American bioinformatician

Kim Dixon Pruitt (born 1961) is an American bioinformatician. She is chief of the information engineering branch at the National Center for Biotechnology Information. Pruitt led the development of the RefSeq gene database.

== Education ==
Pruitt began her doctoral research in 1983. Her mentor was Maureen Hanson. Pruitt completed a Ph.D. in genetics from Cornell University. Her 1990 dissertation was titled Structure and expression of the Petunia mitochondrial S-PCF locus and cytochrome oxidase subunit II genes. After seeing a Science interview of James M. Ostell at the National Center for Biotechnology Information (NCBI) about bioinformatics, Pruitt began working as a postdoctoral fellow at the United States National Library of Medicine (NLM). While completing her research, Pruitt approached Ostell and asked if she could work for him part-time while she was there.

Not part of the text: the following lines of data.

//! Incremental reader over a rotating, append-only log file.
//!
//! Each [`FileTailer::poll`] reads at most `max_read_bytes` of new data and
//! returns the complete lines it found; a trailing partial line is buffered
//! until its newline arrives, or delivered as-is once it reaches
//! `max_read_bytes`. When the file shrinks or its identity changes
//! (unix: device + inode) the tailer restarts from offset 0 and yields
//! [`TailItem::Rotated`] before the first line of the new file.

use std::fs::{File, Metadata};
use std::io::{self, Read, Seek, SeekFrom};
use std::path::{Path, PathBuf};
use std::time::{Duration, Instant};

use thiserror::Error;
use tracing::{debug, info, warn};

use crate::storage::StoredPosition;

#[derive(Debug, Clone, PartialEq, Eq)]
pub enum TailItem {
    Line(String),
    Rotated,
}

#[derive(Debug, Error)]
pub enum TailError {
    /// File missing or temporarily unreadable. Retried with backoff.
    #[error("log file unavailable: {path}: {source}")]
    Unavailable {
        path: PathBuf,
        #[source]
        source: io::Error,
    },

    /// Reported once; later attempts report `Unavailable`.
    #[error("permission denied reading {path}")]
    PermissionDenied {
        path: PathBuf,
        #[source]
        source: io::Error,
    },
}

#[derive(Debug, Clone)]
pub struct TailConfig {
    pub initial_backoff: Duration,
    pub max_backoff: Duration,
    pub max_read_bytes: u64,
}

impl Default for TailConfig {
    fn default() -> Self {
        Self {
            initial_backoff: Duration::from_millis(500),
            max_backoff: Duration::from_secs(30),
            max_read_bytes: 1024 * 1024,
        }
    }
}

#[derive(Debug)]
struct Backoff {
    initial: Duration,
    max: Duration,
    current: Option<Duration>,
    next_attempt: Option<Instant>,
}

impl Backoff {
    fn new(initial: Duration, max: Duration) -> Self {
        Self {
            initial,
            max,
            current: None,
            next_attempt: None,
        }
    }

    fn waiting(&self, now: Instant) -> bool {
        self.next_attempt.is_some_and(|next| now < next)
    }

    fn fail(&mut self, now: Instant) -> Duration {
        let delay = self
            .current
            .map_or(self.initial, |d| d.saturating_mul(2).min(self.max));
        self.current = Some(delay);
        self.next_attempt = Some(now + delay);
        delay
    }

    fn reset(&mut self) {
        self.current = None;
        self.next_attempt = None;
    }

    fn failing(&self) -> bool {
        self.current.is_some()
    }
}

pub struct FileTailer {
    path: PathBuf,
    config: TailConfig,
    /// Bytes consumed from the current file, including `pending`.
    offset: u64,
    pending: Vec<u8>,
    file_id: Option<String>,
    backoff: Backoff,
    permission_reported: bool,
}

impl FileTailer {
    /// Create a tailer for `path`. The file does not need to exist yet.
    pub fn open(path: impl Into<PathBuf>, config: TailConfig) -> Self {
        let backoff = Backoff::new(config.initial_backoff, config.max_backoff);
        Self {
            path: path.into(),
            config,
            offset: 0,
            pending: Vec::new(),
            file_id: None,
            backoff,
            permission_reported: false,
        }
    }

    pub fn path(&self) -> &Path {
        &self.path
    }

    /// Continue from a checkpoint. Rotation since the checkpoint is detected on
    /// the next poll.
    pub fn resume(&mut self, position: &StoredPosition) {
        self.offset = position.offset;
        self.file_id = position.file_id.clone();
        self.pending.clear();
        debug!(path = %self.path.display(), offset = self.offset, "Resuming tail");
    }

    /// Offset of the last delivered newline, for checkpointing.
    pub fn position(&self) -> StoredPosition {
        StoredPosition {
            offset: self.offset - self.pending.len() as u64,
            file_id: self.file_id.clone(),
        }
    }

    /// True between a failed read and the next successful one.
    pub fn is_failing(&self) -> bool {
        self.backoff.failing()
    }

    pub fn poll(&mut self) -> Result<Vec<TailItem>, TailError> {
        self.poll_at(Instant::now())
    }

    fn poll_at(&mut self, now: Instant) -> Result<Vec<TailItem>, TailError> {
        if self.backoff.waiting(now) {
            return Ok(Vec::new());
        }

        match self.read_new() {
            Ok(items) => {
                self.backoff.reset();
                self.permission_reported = false;
                Ok(items)
            }
            Err(source) => {
                let delay = self.backoff.fail(now);
                let path = self.path.clone();
                if source.kind() == io::ErrorKind::PermissionDenied && !self.permission_reported {
                    self.permission_reported = true;
                    warn!(path = %path.display(), error = %source, "Permission denied reading log");
                    return Err(TailError::PermissionDenied { path, source });
                }
                debug!(
                    path = %path.display(),
                    error = %source,
                    retry_in_ms = delay.as_millis() as u64,
                    "Log file unavailable"
                );
                Err(TailError::Unavailable { path, source })
            }
        }
    }

    fn read_new(&mut self) -> io::Result<Vec<TailItem>> {
        let mut file = File::open(&self.path)?;
        let metadata = file.metadata()?;
        let current_id = file_id(&metadata);
        let len = metadata.len();
        let mut items = Vec::new();

        let replaced = matches!(
            (&self.file_id, &current_id),
            (Some(known), Some(current)) if known != current
        );
        if replaced || len < self.offset {
            info!(
                path = %self.path.display(),
                replaced,
                previous_offset = self.offset,
                new_len = len,
                "Log rotated, reading from start"
            );
            if !self.pending.is_empty() {
                let tail = std::mem::take(&mut self.pending);
                items.push(TailItem::Line(decode_line(&tail)));
            }
            items.push(TailItem::Rotated);
            self.offset = 0;
        }
        if current_id.is_some() {
            self.file_id = current_id;
        }

        if len > self.offset {
            file.seek(SeekFrom::Start(self.offset))?;
            let budget = (len - self.offset).min(self.config.max_read_bytes);
            let mut chunk = Vec::with_capacity(budget as usize);
            (&mut file).take(budget).read_to_end(&mut chunk)?;
            self.offset += chunk.len() as u64;
            self.pending.extend_from_slice(&chunk);
            self.drain_lines(&mut items);
            if self.pending.len() as u64 >= self.config.max_read_bytes {
                warn!(
                    path = %self.path.display(),
                    bytes = self.pending.len(),
                    "Line longer than read budget, delivering it unterminated"
                );
                let long = std::mem::take(&mut self.pending);
                items.push(TailItem::Line(decode_line(&long)));
            }
        }

        Ok(items)
    }

    fn drain_lines(&mut self, items: &mut Vec<TailItem>) {
        let Some(last_newline) = self.pending.iter().rposition(|&b| b == b'\n') else {
            return;
        };
        let rest = self.pending.split_off(last_newline + 1);
        let complete = std::mem::replace(&mut self.pending, rest);
        items.extend(
            complete[..complete.len() - 1]
                .split(|&b| b == b'\n')
                .map(|line| TailItem::Line(decode_line(line))),
        );
    }
}

fn decode_line(raw: &[u8]) -> String {
    let raw = raw.strip_suffix(b"\r").unwrap_or(raw);
    String::from_utf8_lossy(raw).into_owned()
}

#[cfg(unix)]
fn file_id(metadata: &Metadata) -> Option<String> {
    use std::os::unix::fs::MetadataExt;
    Some(format!("{}:{}", metadata.dev(), metadata.ino()))
}

#[cfg(not(unix))]
fn file_id(_metadata: &Metadata) -> Option<String> {
    None
}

As a result, the following year and half from spring 1997 until mid-1998 Pruitt basically had two postdoctoral fellowships.

== Career ==
Pruitt joined the NLM in 1998. Ostell hired Pruitt to develop a new project to keep track of curated sequences for the human genome. This program developed into a database of genes known as RefSeq and was released to the public in the Spring of 1999. By 2016, Pruitt managed a team of 22 scientists and worked closely with computer programmers and other teams who supported specific portions of the RefSeq data set. Pruitt's group curated data and created sequence records for humans, animals, plants, fungi, and bacteria. Her curation team expanded significantly between 2012 and 2016 to now support everything except the viruses.

In 2017, she became acting chief of the information engineering branch (IEB) at NCBI, where she established a production services operating board to communicate on the status and future directions of critical services, including PubMed, PubMed Central, PubChem, ClinicalTrials.gov, GenBank, BLAST, Pathogen Detection, ClinVar, and dbGaP. This effort led to notable changes to guide and inform product decisions and development priorities.

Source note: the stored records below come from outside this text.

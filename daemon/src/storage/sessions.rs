//! Session records: one row per continuous connected interval.
//!
//! `(player_id, connect_time)` is unique, and a partial index allows at most one
//! open row (`disconnect_time IS NULL`) per player.

use chrono::{DateTime, Utc};
use rusqlite::{params, Connection, OptionalExtension, Row};

use super::error::{Result, StoreError};
use super::{encode_time, opt_time_at, time_at, PlayerRepo};
use crate::model::{PlayerId, SessionRecord, TimeRange};

const COLUMNS: &str =
    "id, player_id, connect_time, disconnect_time, ip, abnormal, end_reason";

pub struct SessionRepo;

impl SessionRepo {
    /// Insert an open session. The player row must already exist.
    pub fn insert_open(
        conn: &Connection,
        player_id: &PlayerId,
        connect_time: DateTime<Utc>,
        ip: Option<&str>,
    ) -> Result<i64> {
        conn.execute(
            "INSERT INTO sessions (player_id, connect_time, ip) VALUES (?1, ?2, ?3)",
            params![player_id.as_str(), encode_time(connect_time), ip],
        )?;
        Ok(conn.last_insert_rowid())
    }

    /// Close an open session and credit its duration to the player.
    pub fn close(
        conn: &Connection,
        id: i64,
        disconnect_time: DateTime<Utc>,
        abnormal: bool,
        reason: &str,
    ) -> Result<SessionRecord> {
        let changed = conn.execute(
            "UPDATE sessions SET disconnect_time = ?1, abnormal = ?2, end_reason = ?3
             WHERE id = ?4 AND disconnect_time IS NULL",
            params![encode_time(disconnect_time), abnormal, reason, id],
        )?;
        if changed == 0 {
            return Err(StoreError::Integrity(format!(
                "session {id} is not open"
            )));
        }

        let record = Self::get(conn, id)?
            .ok_or_else(|| StoreError::Integrity(format!("session {id} vanished")))?;
        if let Some(duration) = record.duration() {
            PlayerRepo::add_playtime(conn, &record.player_id, duration.num_seconds())?;
        }
        Ok(record)
    }

    pub fn get(conn: &Connection, id: i64) -> Result<Option<SessionRecord>> {
        let record = conn
            .query_row(
                &format!("SELECT {COLUMNS} FROM sessions WHERE id = ?1"),
                params![id],
                Self::map_row,
            )
            .optional()?;
        Ok(record)
    }

    pub fn find_by_key(
        conn: &Connection,
        player_id: &PlayerId,
        connect_time: DateTime<Utc>,
    ) -> Result<Option<SessionRecord>> {
        let record = conn
            .query_row(
                &format!(
                    "SELECT {COLUMNS} FROM sessions WHERE player_id = ?1 AND connect_time = ?2"
                ),
                params![player_id.as_str(), encode_time(connect_time)],
                Self::map_row,
            )
            .optional()?;
        Ok(record)
    }

    pub fn find_open(conn: &Connection, player_id: &PlayerId) -> Result<Option<SessionRecord>> {
        let record = conn
            .query_row(
                &format!(
                    "SELECT {COLUMNS} FROM sessions
                     WHERE player_id = ?1 AND disconnect_time IS NULL"
                ),
                params![player_id.as_str()],
                Self::map_row,
            )
            .optional()?;
        Ok(record)
    }

    pub fn list_open(conn: &Connection) -> Result<Vec<SessionRecord>> {
        let mut stmt = conn.prepare(&format!(
            "SELECT {COLUMNS} FROM sessions WHERE disconnect_time IS NULL
             ORDER BY connect_time, player_id"
        ))?;
        let rows = stmt
            .query_map([], Self::map_row)?
            .collect::<std::result::Result<Vec<_>, _>>()?;
        Ok(rows)
    }

    /// Sessions for `player_id` that overlap `range`, oldest first.
    pub fn history(
        conn: &Connection,
        player_id: &PlayerId,
        range: TimeRange,
    ) -> Result<Vec<SessionRecord>> {
        let mut stmt = conn.prepare(&format!(
            "SELECT {COLUMNS} FROM sessions
             WHERE player_id = ?1
               AND (?2 IS NULL OR disconnect_time IS NULL OR disconnect_time >= ?2)
               AND (?3 IS NULL OR connect_time < ?3)
             ORDER BY connect_time"
        ))?;
        let rows = stmt
            .query_map(
                params![
                    player_id.as_str(),
                    range.since.map(encode_time),
                    range.until.map(encode_time)
                ],
                Self::map_row,
            )?
            .collect::<std::result::Result<Vec<_>, _>>()?;
        Ok(rows)
    }

    #[cfg(test)]
    pub fn count_closed(conn: &Connection, player_id: &PlayerId) -> Result<i64> {
        let count = conn.query_row(
            "SELECT COUNT(*) FROM sessions WHERE player_id = ?1 AND disconnect_time IS NOT NULL",
            params![player_id.as_str()],
            |row| row.get(0),
        )?;
        Ok(count)
    }

    fn map_row(row: &Row<'_>) -> rusqlite::Result<SessionRecord> {
        Ok(SessionRecord {
            id: row.get(0)?,
            player_id: PlayerId::new(row.get::<_, String>(1)?),
            connect_time: time_at(row, 2)?,
            disconnect_time: opt_time_at(row, 3)?,
            ip: row.get(4)?,
            abnormal: row.get(5)?,
            end_reason: row.get(6)?,
        })
    }
}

In 2019, Pruitt became chief of the IEB. As chief, Pruitt is responsible for NCBI's collection, creation, analysis, organization, curation, and dissemination of data and analysis tools in the areas of molecular biology and genetics, as well as for the collection and management of bibliographic information. Pruitt leads NCBI's more than 500 highly skilled scientific and technical staff in the design, development, and maintenance of databases, information systems, and software tools, as well as operational management of data submissions, quality checks, and data access. Pruitt's appointment was lauded by NLM director Patricia Flatley Brennan and NCBI director James M. Ostell.

== Personal life ==
Pruitt is married and has two daughters.